Tam się napiliśmy i dopiero wstałem.
Kiwali głowami
i coś notowali, spoglądali co chwilę w swoją stronę, a mnie to
nudziło, a do tego chcę jeść. Marzyłem o kanapce z serem żółtym
i pomidorem, a do tego czarna kawa.
-Louis, musisz
nam pomóc, bo chwilowo nic nie mamy, a ciało ofiary zostało
znalezione niedaleko jego domu. Jedyne co mamy to właśnie twoje
nazwisko.
-Proszę
wybaczyć, ale nie był moim znajomym, a moje nazwisko to czysty
przypadek. Czy mogę już wrócić do domu? Jeśli coś jeszcze to
wiedzą panowie gdzie mieszkam, a jak nie to mój prawnik na pewno
się odezwie – nie spodobał im się ten pomysł, ale musieli mnie
puścić. W końcu nie mają żadnych zarzutów na mnie, więc wracam
na śniadanie. Wyszedłem z budynku i już czekał na mnie Nick.
Wsiadłem do samochodu i od razu odjechaliśmy.
-Kurwa o co
chodzi?! - spytał zdenerwowany chłopak prowadząc ostrożnie
pojazd.
-Znaleźli
martwego Mclaine, i mieli moje nazwisko – odpowiedziałem wyjmując
z wnęki paczkę papierosów. Odpaliłem jednego, żeby się
odstresować zaistniałą sytuacją. Dobrze, że jadę do domu gdzie
nic na mnie nie czeka.
-Stary,
dzwoniła Amy. Mówiła, że ktoś jej napisał o twoim pobycie na
posterunku. Była na maksa zdenerwowana, a ja nie wiedziałem o co
chodzi.
To mnie
zaskoczył, nie dość, że byłem przesłuchiwany to jeszcze ona się
dowiedziała. Ciekawe kto taki mnie widział, kogo ona zna. Na pewno
to ta sama osoba co mnie wrabia. Niech ja się tylko dowiem kto to
taki, to wtedy dopiero będę mógł być podejrzanym.
-Co jej
powiedziałeś? - wziąłem dużego bucha.
-Nic nie wiem,
i na pewno nic się nie stało – powiedział spoglądając w moją
stronę na moją reakcję. Wypuściłem z ust dym i tylko wzruszyłem
ramionami. Ona mi o wszystkim nie mówi, więc czemu ja mam wszystko
paplać? Chwilowo i tak się nie odzywamy do siebie, ale znając
dziewczynę pewnie przyjdzie za niedługo.
-Musisz się
dowiedzieć kto chce mnie wrobić i dlaczego. A potem pomożesz mi
ukryć jego zwłoki.
-Jak zawsze –
uśmiechnął się podjeżdżając pod mój dom. Podziękowałem mu i
udałem się do domu. Niedaleko stało czarne auto, a w nim siedziało
dwóch mężczyzn, wcale nie było widać jak robią mi zdjęcia.

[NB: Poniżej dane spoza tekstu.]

//! Deterministic chunking and integrity-checked reassembly.

use std::future::Future;
use std::time::Duration;

use rand::Rng;
use thiserror::Error;
use tracing::{instrument, warn};

use crate::crypto::{Crypto, CryptoError};
use crate::model::ChunkRef;
use crate::ENCRYPTION_OVERHEAD;

/// Maximum plaintext/ciphertext bytes per chunk: 9 MiB.
pub const CHUNK_MAX: usize = 9 * 1024 * 1024;

/// Uniform delay range between successive chunk downloads, spacing CDN hits
/// independently of the throttler's upload-side rate budget.
const INTER_DOWNLOAD_DELAY_MS: std::ops::Range<u64> = 100..400;

#[derive(Debug, Error)]
pub enum ChunkError {
    #[error("chunk {index} failed CRC verification")]
    IntegrityFailure { index: u32 },
    #[error("download of chunk {index} failed: {source}")]
    Download {
        index: u32,
        #[source]
        source: Box<dyn std::error::Error + Send + Sync>,
    },
}

/// A single fragment produced by [`Chunker::fragment`].
#[derive(Debug, Clone)]
pub struct Chunk {
    pub index: u32,
    pub bytes: Vec<u8>,
    pub crc32: u32,
}

/// Stateless fragmentation/reassembly logic. Carries no keys; callers pass
/// an optional [`Crypto`] for the legacy-fallback decrypt step in
/// [`Chunker::reassemble_from_refs`].
#[derive(Debug, Default, Clone, Copy)]
pub struct Chunker;

impl Chunker {
    #[must_use]
    pub fn new() -> Self {
        Self
    }

    /// Split `bytes` into ascending, index-0-based, size-capped chunks. The
    /// final chunk carries the remainder and may be the only chunk.
    #[instrument(skip_all, fields(len = bytes.len()))]
    pub fn fragment(&self, bytes: &[u8]) -> Vec<Chunk> {
        if bytes.is_empty() {
            return vec![Chunk {
                index: 0,
                bytes: Vec::new(),
                crc32: crc32fast::hash(&[]),
            }];
        }
        bytes
            .chunks(CHUNK_MAX)
            .enumerate()
            .map(|(i, slice)| Chunk {
                index: i as u32,
                bytes: slice.to_vec(),
                crc32: crc32fast::hash(slice),
            })
            .collect()
    }

    /// `ceil((plain_size + ENCRYPTION_OVERHEAD) / CHUNK_MAX)`.
    #[must_use]
    pub fn chunk_count(plain_size: u64) -> u64 {
        let encrypted = plain_size + ENCRYPTION_OVERHEAD as u64;
        if encrypted == 0 {
            return 1;
        }
        encrypted.div_ceil(CHUNK_MAX as u64)
    }

    /// Sort `refs` by `chunk_index`, download each via `download_fn`,
    /// verify its CRC-32, concatenate, and, if `crypto` is supplied and the
    /// reassembled blob is at least [`ENCRYPTION_OVERHEAD`] bytes, attempt
    /// decryption.
    ///
    /// A decryption failure on a sufficiently large blob is *not* surfaced
    /// as an error: it is interpreted as "this file predates encryption"
    /// and the raw reassembled bytes are returned instead (legacy
    /// fallback). A CRC mismatch during download, by contrast, always fails
    /// the whole reassembly. It indicates transport/storage corruption,
    /// not a format-era difference.
    pub async fn reassemble_from_refs<F, Fut>(
        &self,
        refs: &[ChunkRef],
        mut download_fn: F,
        crypto: Option<&Crypto>,
    ) -> Result<Vec<u8>, ChunkError>
    where
        F: FnMut(&str) -> Fut,
        Fut: Future<Output = Result<Vec<u8>, Box<dyn std::error::Error + Send + Sync>>>,
    {
        let mut sorted: Vec<&ChunkRef> = refs.iter().collect();
        sorted.sort_by_key(|r| r.chunk_index);

        let mut out = Vec::new();
        for (pos, r) in sorted.iter().enumerate() {
            let bytes = download_fn(&r.attachment_url)
                .await
                .map_err(|source| ChunkError::Download { index: r.chunk_index, source })?;
            if crc32fast::hash(&bytes) != r.crc32 {
                return Err(ChunkError::IntegrityFailure { index: r.chunk_index });
            }
            out.extend_from_slice(&bytes);

            if pos + 1 < sorted.len() {
                let delay_ms = rand::thread_rng().gen_range(INTER_DOWNLOAD_DELAY_MS);
                tokio::time::sleep(Duration::from_millis(delay_ms)).await;
            }
        }

        if let Some(crypto) = crypto {
            if out.len() >= ENCRYPTION_OVERHEAD {
                match crypto.decrypt(&out) {
                    Ok(plain) => return Ok(plain),
                    Err(CryptoError::Corrupted) => {
                        warn!("decryption failed on a sufficiently large blob; treating as legacy unencrypted content");
                        return Ok(out);
                    }
                }
            }
        }
        Ok(out)
    }
}

#[cfg(test)]
mod tests {
    use super::*;
    use crate::crypto::MasterKey;

    #[test]
    fn fragments_respect_chunk_max() {
        let chunker = Chunker::new();
        let data = vec![0xABu8; CHUNK_MAX * 2 + 37];
        let chunks = chunker.fragment(&data);
        assert_eq!(chunks.len(), 3);
        assert_eq!(chunks[0].bytes.len(), CHUNK_MAX);
        assert_eq!(chunks[1].bytes.len(), CHUNK_MAX);
        assert_eq!(chunks[2].bytes.len(), 37);
        for (i, c) in chunks.iter().enumerate() {
            assert_eq!(c.index, i as u32);
            assert_eq!(c.crc32, crc32fast::hash(&c.bytes));
        }
    }

    #[test]
    fn empty_input_yields_single_empty_chunk() {
        let chunks = Chunker::new().fragment(&[]);
        assert_eq!(chunks.len(), 1);
        assert!(chunks[0].bytes.is_empty());
    }

    #[test]
    fn chunk_count_matches_fragment_len_when_encrypted() {
        for size in [0u64, 1, 100, CHUNK_MAX as u64 - 28, CHUNK_MAX as u64, 25 * 1024 * 1024] {
            let crypto = Crypto::new(MasterKey::generate());
            let plain = vec![0u8; size as usize];
            let encrypted = crypto.encrypt(&plain);
            let fragments = Chunker::new().fragment(&encrypted);
            assert_eq!(Chunker::chunk_count(size), fragments.len() as u64, "size={size}");
        }
    }

    #[tokio::test]
    async fn reassembles_in_index_order_regardless_of_ref_order() {
        let chunker = Chunker::new();
        let refs = vec![
            ChunkRef { chunk_index: 1, message_id: 2, attachment_url: "b".into(), size_bytes: 1, crc32: crc32fast::hash(b"B") },
            ChunkRef { chunk_index: 0, message_id: 1, attachment_url: "a".into(), size_bytes: 1, crc32: crc32fast::hash(b"A") },
        ];
        let result = chunker
            .reassemble_from_refs(
                &refs,
                |url| {
                    let bytes: Vec<u8> = match url {
                        "a" => b"A".to_vec(),
                        "b" => b"B".to_vec(),
                        _ => unreachable!(),
                    };
                    async move { Ok(bytes) }
                },
                None,
            )
            .await
            .unwrap();
        assert_eq!(result, b"AB");
    }

    #[tokio::test]
    async fn crc_mismatch_fails_reassembly() {
        let chunker = Chunker::new();
        let refs = vec![ChunkRef {
            chunk_index: 0,
            message_id: 1,
            attachment_url: "a".into(),
            size_bytes: 1,
            crc32: 0xDEAD_BEEF,
        }];
        let err = chunker
            .reassemble_from_refs(&refs, |_| async { Ok(b"A".to_vec()) }, None)
            .await
            .unwrap_err();
        assert!(matches!(err, ChunkError::IntegrityFailure { index: 0 }));
    }

    #[tokio::test]
    async fn legacy_unencrypted_blob_is_returned_raw() {
        let crypto = Crypto::new(MasterKey::generate());
        let legacy_plain = b"not a gcm frame but 28+ bytes long!!".to_vec();
        let refs = vec![ChunkRef {
            chunk_index: 0,
            message_id: 1,
            attachment_url: "a".into(),
            size_bytes: legacy_plain.len() as u64,
            crc32: crc32fast::hash(&legacy_plain),
        }];
        let data = legacy_plain.clone();
        let result = Chunker::new()
            .reassemble_from_refs(&refs, move |_| { let d = data.clone(); async move { Ok(d) } }, Some(&crypto))
            .await
            .unwrap();
        assert_eq!(result, legacy_plain);
    }

    #[tokio::test]
    async fn encrypted_blob_decrypts_when_crypto_supplied() {
        let crypto = Crypto::new(MasterKey::generate());
        let plain = b"hello world".to_vec();
        let ct = crypto.encrypt(&plain);
        let refs = vec![ChunkRef {
            chunk_index: 0,
            message_id: 1,
            attachment_url: "a".into(),
            size_bytes: ct.len() as u64,
            crc32: crc32fast::hash(&ct),
        }];
        let data = ct.clone();
        let result = Chunker::new()
            .reassemble_from_refs(&refs, move |_| { let d = data.clone(); async move { Ok(d) } }, Some(&crypto))
            .await
            .unwrap();
        assert_eq!(result, plain);
    }
}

Wybuchnąłem śmiechem i wszedłem do budynku. Jeśli chcą na mnie
coś mieć, to niech przynajmniej robią to jakoś bardziej fachowo.
Czasem kamery w
domu się przydają, szczególnie jak ktoś chce cię zamknąć do
więzienia. Zanim zabrałem się za robienie kanapek, włączyłem
czajnik i poszedłem sprawdzić nagrania z zeszłej nocy. W sypialni
nie mam kamer, bo to byłoby trochę creep.
Włączyłem na
telewizorze wydarzenie z wczoraj, i tak jak mówiłem na
komisariacie. Byliśmy w domu przed 1, a potem piliśmy i zasnęliśmy.

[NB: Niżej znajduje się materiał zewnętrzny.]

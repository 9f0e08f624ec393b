//! Shared table formatting for commands that print structured results.

use comfy_table::presets::UTF8_FULL;
use comfy_table::Table;

pub fn create_table() -> Table {
    let mut table = Table::new();
    table.load_preset(UTF8_FULL);
    table
}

Nic na mnie nie mają, a ja mam podwójne alibi – Nick i nagrania.
Więc mogą mi naskoczyć.
Zgrałem kopie
filmu na laptopa, a oryginał zostawiłem tam gdzie był.
Do kuchni
wezwał mnie gwizdek gotującej się wody. Wyciągnąłem czystą
szklankę, o którą było ciężko tutaj, i zalałem sobie czarną
kawę. Czując ten zapach od razu się obudziłem. Wyjąłem z lodówki
artykuły spożywcze, a następnie zająłem się robieniem
śniadania. Tak głodny to już dawno nie byłem. Jak tylko wziąłem
gryz kanapki, to ktoś znowu musiał mi przeszkadzać i dobijać się
do drzwi.
Uderzyłem
pięścią o blat, wziąłem ze sobą bułkę udając się do drzwi.
Otworzyłem na oścież ze zdenerwowania, ale mina mi pobladła
widząc kolorową. Patrzyła na mnie smutnymi oczami, więc
przesunąłem się wpuszczając ją do środka. Zatrzymała się w
połowie drogi do salonu. Stała do mnie tyłem, a ja oparłem się o
ścianę i ją obserwowałem. Nie będę się tłumaczył jako
pierwszy, a tym bardziej jej nie chciałem widzieć, nie wiem czemu
tu się pojawiła.
Odwróciła się
do mnie przybierając poważny wyraz twarzy. Uniosłem brew w górę
zajadając się swoim posiłkiem.
-Dalej się
gniewasz? - spytała robiąc krok w moją stronę.
-No nie wiem, a
powinienem? - odparłem z pełną buzią idąc w jej stronę, a
skręciłem omijając ją. Wszedłem do kuchni, żeby wziąć gorącą
jeszcze kawę.
Upiłem łyk
napoju opierając się o szafkę. Jej kroki zbliżały się do mnie,
aż w końcu ucichły. Stała w progu nie wiedząc co dalej zrobić.
-Przepraszam,
próbowałam się do ciebie dodzwonić, ale nie odbierałeś. Nie
chciałam, żebyś tak się dowiedział. Louis my nie chciałyśmy
źle, po prostu kiedy zaczęłyśmy się do was zbliżać,
dowiedziałyśmy się o waszych relacjach. Co miałyśmy zrobić?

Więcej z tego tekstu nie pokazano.